Your answer should be the exact lines of the data below from the one containing "in the directory." through the one containing "let mut bufs = [ConstBuffer::new(&payload)];"; please include nothing else.

EXTRACTED ENTRIES Start Marker

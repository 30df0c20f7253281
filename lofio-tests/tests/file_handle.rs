//! File handle behaviour: anonymous inodes, truncation identity,
//! scatter/gather, and race-free relink/unlink.

use std::path::Path;

use lofio::Buffer;
use lofio::Caching;
use lofio::ConstBuffer;
use lofio::Creation;
use lofio::Deadline;
use lofio::ErrorKind;
use lofio::FileHandle;
use lofio::HandleFlags;
use lofio::IoHandle;
use lofio::IoRequest;
use lofio::Mode;
use lofio::bytes_transferred;

fn open_rw(path: &Path, creation: Creation) -> FileHandle {
    FileHandle::open(path, Mode::Write, creation, Caching::All, HandleFlags::empty())
        .unwrap()
}

#[test]
fn temp_inode_round_trip() {
    let dir = tempfile::tempdir().unwrap();
    let h = FileHandle::temp_inode(dir.path(), Mode::Write, HandleFlags::empty())
        .unwrap();

    // An anonymous inode has no name anywhere.
    assert_eq!(h.current_path().unwrap(), Path::new(""));

    let payload = b"Hello, world!\n";
    let mut wbufs = [ConstBuffer::new(payload)];
    let written = h.write(IoRequest::new(&mut wbufs, 0), None).unwrap();
    assert_eq!(bytes_transferred(written), payload.len() as u64);

    let mut back = [0u8; 14];
    let mut rbufs = [Buffer::new(&mut back)];
    let got = h.read(IoRequest::new(&mut rbufs, 0), None).unwrap();
    assert_eq!(bytes_transferred(got), 14);
    assert_eq!(&back, payload);

    drop(h);
    // Nothing may have appeared in the directory.
    assert_eq!(std::fs::read_dir(dir.path()).unwrap().count(), 0);
}

#[test]
fn truncate_preserves_inode_identity() {
    let dir = tempfile::tempdir().unwrap();
    let path = dir.path().join("data");

    let first = open_rw(&path, Creation::IfNeeded);
    let payload = vec![0x61u8; 1024];
    let mut bufs = [ConstBuffer::new(&payload)];
    first.write(IoRequest::new(&mut bufs, 0), None).unwrap();
    let identity = first.unique_id().unwrap();
    drop(first);

    let reopened = open_rw(&path, Creation::Truncate);
    assert_eq!(reopened.length().unwrap(), 0);
    assert_eq!(reopened.unique_id().unwrap(), identity);
}

#[test]
fn only_if_not_exist_detects_existing_files() {
    let dir = tempfile::tempdir().unwrap();
    let path = dir.path().join("exists");
    drop(open_rw(&path, Creation::IfNeeded));
    let err = FileHandle::open(
        &path,
        Mode::Write,
        Creation::OnlyIfNotExist,
        Caching::All,
        HandleFlags::empty(),
    )
    .unwrap_err();
    assert_eq!(err.kind(), ErrorKind::FileExists);
}

#[test]
fn scatter_read_splits_across_buffers() {
    let dir = tempfile::tempdir().unwrap();
    let path = dir.path().join("scatter");
    std::fs::write(&path, b"ABCDEFGHIJKL").unwrap();

    let h = FileHandle::open(
        &path,
        Mode::Read,
        Creation::OpenExisting,
        Caching::All,
        HandleFlags::empty(),
    )
    .unwrap();
    let mut a = [0u8; 4];
    let mut b = [0u8; 4];
    let mut c = [0u8; 4];
    let mut bufs = [
        Buffer::new(&mut a),
        Buffer::new(&mut b),
        Buffer::new(&mut c),
    ];
    let got = h.read(IoRequest::new(&mut bufs, 0), None).unwrap();
    assert_eq!(got.len(), 3);
    assert_eq!(bytes_transferred(got), 12);
    assert_eq!(&a, b"ABCD");
    assert_eq!(&b, b"EFGH");
    assert_eq!(&c, b"IJKL");
}

#[test]
fn deadline_on_plain_read_is_refused() {
    let dir = tempfile::tempdir().unwrap();
    let path = dir.path().join("nodeadline");
    let h = open_rw(&path, Creation::IfNeeded);
    let mut buf = [0u8; 4];
    let mut bufs = [Buffer::new(&mut buf)];
    let err = h
        .read(IoRequest::new(&mut bufs, 0), Some(Deadline::zero()))
        .unwrap_err();
    assert_eq!(err.kind(), ErrorKind::OperationNotSupported);
}

#[test]
fn unlink_refuses_when_a_third_party_replaced_the_file() {
    let dir = tempfile::tempdir().unwrap();
    let path = dir.path().join("victim");
    let h = open_rw(&path, Creation::IfNeeded);

    // Third party deletes our file and drops an unrelated one at the same
    // path.
    std::fs::remove_file(&path).unwrap();
    std::fs::write(&path, b"innocent bystander").unwrap();

    let err = h.unlink(Some(Deadline::zero())).unwrap_err();
    assert_eq!(err.kind(), ErrorKind::NotFound);
    // The bystander survived.
    assert_eq!(std::fs::read(&path).unwrap(), b"innocent bystander");
}

#[test]
fn unlink_follows_the_inode_through_renames() {
    let dir = tempfile::tempdir().unwrap();
    let old = dir.path().join("old-name");
    let new = dir.path().join("new-name");
    let h = open_rw(&old, Creation::IfNeeded);

    std::fs::rename(&old, &new).unwrap();
    std::fs::write(&old, b"unrelated").unwrap();

    // unlink removes the inode we opened, wherever it now lives.
    h.unlink(None).unwrap();
    assert!(!new.exists());
    assert_eq!(std::fs::read(&old).unwrap(), b"unrelated");
}

#[test]
fn relink_renames_the_open_inode() {
    let dir = tempfile::tempdir().unwrap();
    let old = dir.path().join("before");
    let new = dir.path().join("after");
    let h = open_rw(&old, Creation::IfNeeded);
    let mut bufs = [ConstBuffer::new(b"contents".as_slice())];
    h.write(IoRequest::new(&mut bufs, 0), None).unwrap();

    h.relink(None, &new, None).unwrap();
    assert!(!old.exists());
    assert_eq!(std::fs::read(&new).unwrap(), b"contents");
    assert_eq!(h.current_path().unwrap(), new.canonicalize().unwrap());
}

#[test]
fn random_files_get_distinct_names() {
    let dir = tempfile::tempdir().unwrap();
    let base = lofio::PathHandle::open(dir.path()).unwrap();
    let a = FileHandle::random_file(&base, Mode::Write, Caching::All, HandleFlags::empty())
        .unwrap();
    let b = FileHandle::random_file(&base, Mode::Write, Caching::All, HandleFlags::empty())
        .unwrap();
    let pa = a.current_path().unwrap();
    let pb = b.current_path().unwrap();
    assert_ne!(pa, pb);
    assert!(pa.to_string_lossy().ends_with(".random"));
}

#[test]
fn temp_file_disappears_on_close() {
    let h = FileHandle::temp_file(Mode::Write, Caching::All, HandleFlags::empty())
        .unwrap();
    let path = h.current_path().unwrap();
    assert!(path.exists());
    h.close().unwrap();
    assert!(!path.exists());
}

#[test]
fn append_only_can_be_toggled_after_open() {
    let dir = tempfile::tempdir().unwrap();
    let path = dir.path().join("toggled");
    let mut h = open_rw(&path, Creation::IfNeeded);
    assert!(!h.is_append_only());

    h.set_append_only(true).unwrap();
    assert!(h.is_append_only());
    for chunk in [b"aa".as_slice(), b"bb".as_slice()] {
        let mut bufs = [ConstBuffer::new(chunk)];
        h.write(IoRequest::new(&mut bufs, 0), None).unwrap();
    }
    assert_eq!(std::fs::read(&path).unwrap(), b"aabb");

    h.set_append_only(false).unwrap();
    assert!(!h.is_append_only());
    let mut bufs = [ConstBuffer::new(b"XX".as_slice())];
    h.write(IoRequest::new(&mut bufs, 0), None).unwrap();
    assert_eq!(std::fs::read(&path).unwrap(), b"XXbb");
}

#[test]
fn append_handles_ignore_the_offset() {
    let dir = tempfile::tempdir().unwrap();
    let path = dir.path().join("log");
    let h = FileHandle::open(
        &path,
        Mode::Append,
        Creation::IfNeeded,
        Caching::All,
        HandleFlags::empty(),
    )
    .unwrap();
    for chunk in [b"one".as_slice(), b"two".as_slice()] {
        let mut bufs = [ConstBuffer::new(chunk)];
        // The offset is a lie append handles must not believe.
        h.write(IoRequest::new(&mut bufs, 0), None).unwrap();
    }
    assert_eq!(std::fs::read(&path).unwrap(), b"onetwo");
}
//! Typed metadata snapshots.

use std::time::Duration;
use std::time::SystemTime;
use std::time::UNIX_EPOCH;

use bitflags::bitflags;

use crate::error::Error;
use crate::error::Result;
use crate::error::track_fd;
use crate::handle::Handle;

bitflags! {
    /// Which fields of a [`Stat`] to fill.
    #[derive(Debug, Clone, Copy, PartialEq, Eq, Hash)]
    pub struct StatWants: u32 {
        /// Device id.
        const DEV = 1 << 0;
        /// Inode number.
        const INO = 1 << 1;
        /// Permission bits and file type.
        const PERMS = 1 << 2;
        /// Hard link count.
        const NLINK = 1 << 3;
        /// Owning user id.
        const UID = 1 << 4;
        /// Owning group id.
        const GID = 1 << 5;
        /// Device id of special files.
        const RDEV = 1 << 6;
        /// Last access time.
        const ATIM = 1 << 7;
        /// Last modification time.
        const MTIM = 1 << 8;
        /// Last status change time.
        const CTIM = 1 << 9;
        /// Length in bytes.
        const SIZE = 1 << 10;
        /// Bytes actually allocated on the storage device.
        const ALLOCATED = 1 << 11;
        /// Preferred I/O block size.
        const BLKSIZE = 1 << 12;

        /// Everything.
        const ALL = Self::DEV.bits() | Self::INO.bits() | Self::PERMS.bits()
            | Self::NLINK.bits() | Self::UID.bits() | Self::GID.bits()
            | Self::RDEV.bits() | Self::ATIM.bits() | Self::MTIM.bits()
            | Self::CTIM.bits() | Self::SIZE.bits() | Self::ALLOCATED.bits()
            | Self::BLKSIZE.bits();
    }
}

fn system_time_from_timespec(secs: i64, nsecs: i64) -> SystemTime {
    if secs >= 0 {
        UNIX_EPOCH + Duration::new(secs as u64, nsecs as u32)
    } else {
        UNIX_EPOCH - Duration::new((-secs) as u64, 0)
            + Duration::new(0, nsecs as u32)
    }
}

/// A snapshot of an inode's metadata.
///
/// Unfilled fields are zero; consult the `StatWants` you passed.
#[derive(Clone, Copy, Debug, Default)]
pub struct Stat {
    /// Device id.
    pub dev: u64,
    /// Inode number.
    pub ino: u64,
    /// File type and permission bits (`st_mode`).
    pub perms: u32,
    /// Hard link count.
    pub nlink: u64,
    /// Owning user id.
    pub uid: u32,
    /// Owning group id.
    pub gid: u32,
    /// Device id of special files.
    pub rdev: u64,
    /// Last access time.
    pub atim: Option<SystemTime>,
    /// Last modification time.
    pub mtim: Option<SystemTime>,
    /// Last status change time.
    pub ctim: Option<SystemTime>,
    /// Length in bytes.
    pub size: u64,
    /// Bytes actually allocated, which can be less than `size` for sparse
    /// files and more for preallocated ones.
    pub allocated: u64,
    /// Preferred I/O block size.
    pub blksize: u32,
}

impl Stat {
    /// Fills a snapshot from the handle's inode.
    pub fn fill(h: &Handle, wants: StatWants) -> Result<Stat> {
        let _ctx = track_fd(h.fd());
        let mut raw = std::mem::MaybeUninit::<libc::stat>::uninit();
        if unsafe { libc::fstat(h.fd(), raw.as_mut_ptr()) } == -1 {
            return Err(Error::last_os_error());
        }
        let raw = unsafe { raw.assume_init() };
        let mut out = Stat::default();
        if wants.contains(StatWants::DEV) {
            out.dev = raw.st_dev as u64;
        }
        if wants.contains(StatWants::INO) {
            out.ino = raw.st_ino as u64;
        }
        if wants.contains(StatWants::PERMS) {
            out.perms = raw.st_mode as u32;
        }
        if wants.contains(StatWants::NLINK) {
            out.nlink = raw.st_nlink as u64;
        }
        if wants.contains(StatWants::UID) {
            out.uid = raw.st_uid;
        }
        if wants.contains(StatWants::GID) {
            out.gid = raw.st_gid;
        }
        if wants.contains(StatWants::RDEV) {
            out.rdev = raw.st_rdev as u64;
        }
        if wants.contains(StatWants::ATIM) {
            out.atim = Some(system_time_from_timespec(
                raw.st_atime as i64,
                raw.st_atime_nsec as i64,
            ));
        }
        if wants.contains(StatWants::MTIM) {
            out.mtim = Some(system_time_from_timespec(
                raw.st_mtime as i64,
                raw.st_mtime_nsec as i64,
            ));
        }
        if wants.contains(StatWants::CTIM) {
            out.ctim = Some(system_time_from_timespec(
                raw.st_ctime as i64,
                raw.st_ctime_nsec as i64,
            ));
        }
        if wants.contains(StatWants::SIZE) {
            out.size = raw.st_size as u64;
        }
        if wants.contains(StatWants::ALLOCATED) {
            out.allocated = raw.st_blocks as u64 * 512;
        }
        if wants.contains(StatWants::BLKSIZE) {
            out.blksize = raw.st_blksize as u32;
        }
        Ok(out)
    }
}

#[cfg(test)]
mod tests {
    use std::io::Write;
    use std::os::unix::io::IntoRawFd;

    use super::*;
    use crate::handle::Caching;
    use crate::handle::HandleFlags;
    use crate::native_handle::Disposition;
    use crate::native_handle::NativeHandle;

    #[test]
    fn fill_reports_real_metadata() {
        let mut f = tempfile::tempfile().unwrap();
        f.write_all(&[0u8; 1234]).unwrap();
        let fd = f.into_raw_fd();
        let h = Handle::new(
            NativeHandle::new(fd, Disposition::READABLE | Disposition::FILE),
            Caching::All,
            HandleFlags::empty(),
        );
        let st = Stat::fill(&h, StatWants::ALL).unwrap();
        assert_eq!(st.size, 1234);
        assert!(st.ino != 0);
        assert!(st.nlink == 0); // unlinked by tempfile()
        assert!(st.blksize > 0);
        assert!(st.mtim.is_some());
    }

    #[test]
    fn unrequested_fields_stay_zero() {
        let f = tempfile::tempfile().unwrap();
        let h = Handle::new(
            NativeHandle::new(f.into_raw_fd(), Disposition::READABLE),
            Caching::All,
            HandleFlags::empty(),
        );
        let st = Stat::fill(&h, StatWants::INO).unwrap();
        assert!(st.ino != 0);
        assert_eq!(st.size, 0);
        assert_eq!(st.mtim, None);
    }

    #[test]
    fn timespec_conversion_handles_pre_epoch() {
        let t = system_time_from_timespec(-2, 800_000_000);
        assert_eq!(
            UNIX_EPOCH.duration_since(t).unwrap(),
            Duration::new(1, 200_000_000)
        );
        let t = system_time_from_timespec(5, 1);
        assert_eq!(
            t.duration_since(UNIX_EPOCH).unwrap(),
            Duration::new(5, 1)
        );
    }
}
//! Time deadlines for blocking operations.
//!
//! Every blocking call in this crate accepts an `Option<Deadline>`. `None`
//! means wait indefinitely. A zero deadline means try once and fail
//! immediately with `TimedOut` instead of blocking.

use std::time::Duration;
use std::time::Instant;
use std::time::SystemTime;

use crate::error::Error;
use crate::error::ErrorKind;
use crate::error::Result;

/// A time bound on a blocking operation.
#[derive(Clone, Copy, Debug, Eq, PartialEq)]
pub enum Deadline {
    /// A duration measured from the moment the operation begins. Immune to
    /// system clock changes.
    Relative(Duration),
    /// An absolute wall-clock point. Subject to system clock changes.
    Absolute(SystemTime),
}

impl Deadline {
    /// A deadline that expires immediately, turning the operation into a
    /// non-blocking attempt.
    pub const fn zero() -> Deadline {
        Deadline::Relative(Duration::ZERO)
    }

    /// Builds a relative deadline from signed nanoseconds. Negative
    /// durations clamp to zero.
    pub fn from_nanos(nanos: i64) -> Deadline {
        if nanos <= 0 {
            Deadline::zero()
        } else {
            Deadline::Relative(Duration::from_nanos(nanos as u64))
        }
    }

    /// True if this deadline expires immediately.
    pub fn is_zero(&self) -> bool {
        match self {
            Deadline::Relative(d) => d.is_zero(),
            Deadline::Absolute(t) => *t <= SystemTime::now(),
        }
    }
}

impl From<Duration> for Deadline {
    fn from(d: Duration) -> Deadline {
        Deadline::Relative(d)
    }
}

impl From<SystemTime> for Deadline {
    fn from(t: SystemTime) -> Deadline {
        Deadline::Absolute(t)
    }
}

/// Tracks an optional deadline against the start of an operation.
///
/// Relative deadlines are measured from the instant this tracker is created,
/// which must be at the head of the blocking call.
#[derive(Debug)]
pub(crate) struct DeadlineTracker {
    deadline: Option<Deadline>,
    began: Instant,
}

impl DeadlineTracker {
    pub(crate) fn new(deadline: Option<Deadline>) -> DeadlineTracker {
        DeadlineTracker {
            deadline,
            began: Instant::now(),
        }
    }

    /// Time left before expiry. `None` means wait forever.
    pub(crate) fn remaining(&self) -> Option<Duration> {
        match self.deadline {
            None => None,
            Some(Deadline::Relative(d)) => {
                Some(d.saturating_sub(self.began.elapsed()))
            }
            Some(Deadline::Absolute(t)) => Some(
                t.duration_since(SystemTime::now())
                    .unwrap_or(Duration::ZERO),
            ),
        }
    }

    /// Returns `TimedOut` once the deadline has passed.
    pub(crate) fn check(&self) -> Result<()> {
        match self.remaining() {
            Some(d) if d.is_zero() => Err(Error::new(ErrorKind::TimedOut)),
            _ => Ok(()),
        }
    }
}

EXTRACTED ENTRIES End Marker

## [OUTPUT FOR THIS TASK]
    // Nothing may have appeared in the directory.
    assert_eq!(std::fs::read_dir(dir.path()).unwrap().count(), 0);
}

#[test]
fn truncate_preserves_inode_identity() {
    let dir = tempfile::tempdir().unwrap();
    let path = dir.path().join("data");

    let first = open_rw(&path, Creation::IfNeeded);
    let payload = vec![0x61u8; 1024];
    let mut bufs = [ConstBuffer::new(&payload)];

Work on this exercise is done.